I could be wrong here, but it seems like Intel is trying to get as many processors out there as they can before independent reviews. I find it hard to believe that Mindfactory in this world economy would risk the ire of Intel, risk their supply chain and sell these processors two weeks before their official launch without Intel's permission. I was already trying to wrap my mind around Intel officially releasing Rocket Lake two weeks ahead of their review embargo lifting... Intel for awhile now has been trying to sell the idea that benchmarks are not important anymore (but only once they fell behind AMD's Ryzen in benchmarks) and now they seem to be trying to convince people that reviews aren't important anymore either. Just buy it because we say its great and you should blindly trust us seems to be their new marketing...
From what I have seen of the benchmarks of these retail processors prematurely sold they are not overly impressive. Yes they have improved in single core compared to their own offerings, but they won't have a skew above 8 cores and they are still behind AMD's Zen IPC. Most single core scores I've seen for the 5800X put the processor at 630 and above single core in Cinebench R20. I know pure stock my 5900X scores 636 single core CB R20, and with a few slight tweaks I have it boosting to 4.99Ghz and 5.024Ghz on its two best cores of each CCD and it improved the score to 650. It is still early, and I could be wrong but with this being a new core design I don't think Intel is going to be getting much more overclocking potential than ~ 5Ghz for the 11700K and I think they already pushed the 11900K as far as it can go at 5.3Ghz single core. If that is the case then the 5800X will maintain a lead over the 11700K and the 11900K will be very close to the single core performance of the 5900X.

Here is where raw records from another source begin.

#[cfg(test)]
mod tests {
    use super::*;

    fn png() -> EncodedImage {
        EncodedImage::from_bytes("image/png", b"\x89PNG\r\n\x1a\n").unwrap()
    }

    fn ready_session(angles: &[Angle]) -> Session {
        let mut session = Session::new();
        session.set_api_key("sk-test-key-123456");
        session.set_image(png());
        for angle in angles {
            session.select_angle(*angle);
        }
        session
    }

    fn done(angle: Angle) -> (Angle, AngleResult) {
        (angle, AngleResult::Done(png()))
    }

    #[test]
    fn upload_clears_previous_results() {
        let mut session = ready_session(&[Angle::SideView]);
        let batch = session.begin_generation().unwrap();
        session.complete_generation(BatchOutcome {
            token: batch.token,
            results: vec![done(Angle::SideView)],
        });
        assert_eq!(session.results().len(), 1);

        session.set_image(png());
        assert!(session.results().is_empty());
        assert!(session.image().is_some_and(|image| !image.is_empty()));
    }

    #[test]
    fn submit_refused_without_preconditions() {
        let mut session = Session::new();
        assert_eq!(session.begin_generation().unwrap_err(), SubmitError::MissingApiKey);

        session.set_api_key("   ");
        assert_eq!(session.check_submit(), Err(SubmitError::MissingApiKey));

        session.set_api_key("key");
        assert_eq!(session.begin_generation().unwrap_err(), SubmitError::MissingImage);

        session.set_image(png());
        assert_eq!(
            session.begin_generation().unwrap_err(),
            SubmitError::NoAnglesSelected
        );
        assert!(session.results().is_empty());
        assert!(!session.is_busy());
        assert_eq!(session.current_token(), None);
    }

    #[test]
    fn refused_submit_keeps_previous_results() {
        let mut session = ready_session(&[Angle::CloseUp]);
        let batch = session.begin_generation().unwrap();
        session.complete_generation(BatchOutcome {
            token: batch.token,
            results: vec![(Angle::CloseUp, AngleResult::failed("boom"))],
        });
        session.deselect_angle(Angle::CloseUp);

        assert_eq!(
            session.begin_generation().unwrap_err(),
            SubmitError::NoAnglesSelected
        );
        assert_eq!(
            session.results().get(&Angle::CloseUp),
            Some(&AngleResult::Failed("boom".to_string()))
        );
    }

    #[test]
    fn begin_marks_every_selected_angle_pending() {
        let mut session = ready_session(&[Angle::BackView, Angle::FrontView, Angle::CloseUp]);
        let batch = session.begin_generation().unwrap();

        assert!(session.is_busy());
        assert!(!session.can_submit());
        assert_eq!(session.results().len(), 3);
        assert!(session.results().values().all(AngleResult::is_pending));
        assert_eq!(batch.jobs.len(), 3);
        assert_eq!(batch.api_key, "sk-test-key-123456");
        assert_eq!(
            batch.jobs[0].prompt,
            Angle::FrontView.prompt(&PromptModifiers::default())
        );
    }

    #[test]
    fn complete_merges_mixed_outcomes_and_clears_busy() {
        let mut session = ready_session(&[Angle::SideView, Angle::LowAngle]);
        let batch = session.begin_generation().unwrap();
        let merged = session.complete_generation(BatchOutcome {
            token: batch.token,
            results: vec![
                (Angle::LowAngle, AngleResult::failed("")),
                done(Angle::SideView),
            ],
        });

        assert_eq!(merged, Some(2));
        assert!(!session.is_busy());
        assert!(session.can_submit());
        assert_eq!(session.results().len(), 2);
        assert!(matches!(
            session.results()[&Angle::SideView],
            AngleResult::Done(_)
        ));
        assert_eq!(
            session.results()[&Angle::LowAngle],
            AngleResult::Failed(GENERIC_FAILURE_MESSAGE.to_string())
        );
    }

    #[test]
    fn stale_outcome_is_discarded() {
        let mut session = ready_session(&[Angle::SideView]);
        let first = session.begin_generation().unwrap();
        let second = session.begin_generation().unwrap();
        assert_ne!(first.token, second.token);

        let merged = session.complete_generation(BatchOutcome {
            token: first.token,
            results: vec![done(Angle::SideView)],
        });
        assert_eq!(merged, None);
        assert!(session.is_busy());
        assert!(session.results()[&Angle::SideView].is_pending());

        let merged = session.complete_generation(BatchOutcome {
            token: second.token,
            results: vec![done(Angle::SideView)],
        });
        assert_eq!(merged, Some(1));
        assert!(!session.is_busy());
    }

    #[test]
    fn results_for_unsubmitted_angles_are_ignored() {
        let mut session = ready_session(&[Angle::SideView]);
        let batch = session.begin_generation().unwrap();
        let merged = session.complete_generation(BatchOutcome {
            token: batch.token,
            results: vec![done(Angle::SideView), done(Angle::DutchAngle)],
        });
        assert_eq!(merged, Some(1));
        assert_eq!(session.results().len(), 1);
    }

    #[test]
    fn upload_while_busy_drops_the_in_flight_results() {
        let mut session = ready_session(&[Angle::SideView, Angle::CloseUp]);
        let batch = session.begin_generation().unwrap();
        session.set_image(png());
        assert!(session.results().is_empty());
        assert!(session.is_busy());

        let merged = session.complete_generation(BatchOutcome {
            token: batch.token,
            results: vec![done(Angle::SideView), done(Angle::CloseUp)],
        });
        assert_eq!(merged, Some(0));
        assert!(!session.is_busy());
        assert!(session.results().is_empty());
    }

    #[test]
    fn grid_follows_canonical_order() {
        let mut session = ready_session(&[]);
        for angle in [Angle::DutchAngle, Angle::SideView, Angle::FrontView, Angle::CloseUp] {
            session.toggle_angle(angle);
        }
        let batch = session.begin_generation().unwrap();
        session.complete_generation(BatchOutcome {
            token: batch.token,
            results: vec![
                done(Angle::CloseUp),
                done(Angle::DutchAngle),
                done(Angle::FrontView),
                done(Angle::SideView),
            ],
        });
        let order: Vec<Angle> = session.grid().into_iter().map(|(angle, _)| angle).collect();
        assert_eq!(
            order,
            vec![Angle::FrontView, Angle::SideView, Angle::CloseUp, Angle::DutchAngle]
        );
    }

    #[test]
    fn toggle_all_alternates_between_empty_and_full() {
        let mut session = Session::new();
        session.toggle_all_angles();
        assert!(session.all_angles_selected());

        session.toggle_all_angles();
        assert!(session.selection().angles.is_empty());

        session.toggle_all_angles();
        assert_eq!(session.selection().angles.len(), Angle::ALL.len());
    }

    #[test]
    fn toggle_all_from_partial_selects_everything() {
        let mut session = Session::new();
        session.toggle_angle(Angle::CloseUp);
        session.toggle_all_angles();
        assert!(session.all_angles_selected());
    }

    #[test]
    fn toggle_angle_flips_membership() {
        let mut session = Session::new();
        assert!(session.toggle_angle(Angle::HighAngle));
        assert!(!session.toggle_angle(Angle::HighAngle));
        assert!(session.selection().angles.is_empty());
    }

    #[test]
    fn api_key_is_masked_for_display() {
        let mut session = Session::new();
        assert_eq!(session.api_key_masked(), "(not set)");
        session.set_api_key("short");
        assert_eq!(session.api_key_masked(), "•••••");
        session.set_api_key("  AIzaSyExample1234  ");
        assert_eq!(session.api_key_masked(), format!("{}1234", "•".repeat(13)));
    }

    #[test]
    fn modifiers_update_and_reset() {
        let mut session = Session::new();
        session.set_style(ArtStyle::Anime);
        session.set_camera(CameraModel::SonyA7rV);
        session.set_lens(LensKind::Macro);
        session.set_focal_length("50");
        session.set_aperture("2.8");
        assert!(!session.selection().modifiers.is_default());

        session.reset_modifiers();
        assert!(session.selection().modifiers.is_default());
    }
}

From what I have seen the 11900K is going to be retailing for $600, which is $50 more than the MSRP of the 5900X. That is going to be hard to justify if its single core performance is nearly the same but it gets absolutely destroyed in multi-core oriented tasks. Yes, the 5900X isn't easy to find right now and scalpers are asking a huge mark up for them, but they can still be found at MSRP. It just seems to me that Intel is taking advantage of supply issues and once again price gouging.